■ **Exercise prompt**:
Bring together every line in the data that includes "DemoConfig".

** Stored data follows **

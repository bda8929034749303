// Copyright 2025 Umberto Gotti <umberto.gotti@umbertogotti.dev>
// Licensed under the Apache License, Version 2.0
// http://www.apache.org/licenses/LICENSE-2.0

use rxdemo::demos::run_all;
use rxdemo::DemoConfig;
use rxdemo_core::{debug, error};

#[tokio::main]
async fn main() -> anyhow::Result<()> {
    #[cfg(feature = "tracing")]
    tracing_subscriber::fmt()
        .with_max_level(tracing::Level::DEBUG)
        .init();

    let config = DemoConfig::load()?;
    debug!("loaded {config:?}");

    if let Err(e) = run_all(&config).await {
        error!("demonstration failed: {e}");
        return Err(e.into());
    }

    Ok(())
}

** End of Stored data **

■ **Expected answer**:
use rxdemo::DemoConfig;
    let config = DemoConfig::load()?;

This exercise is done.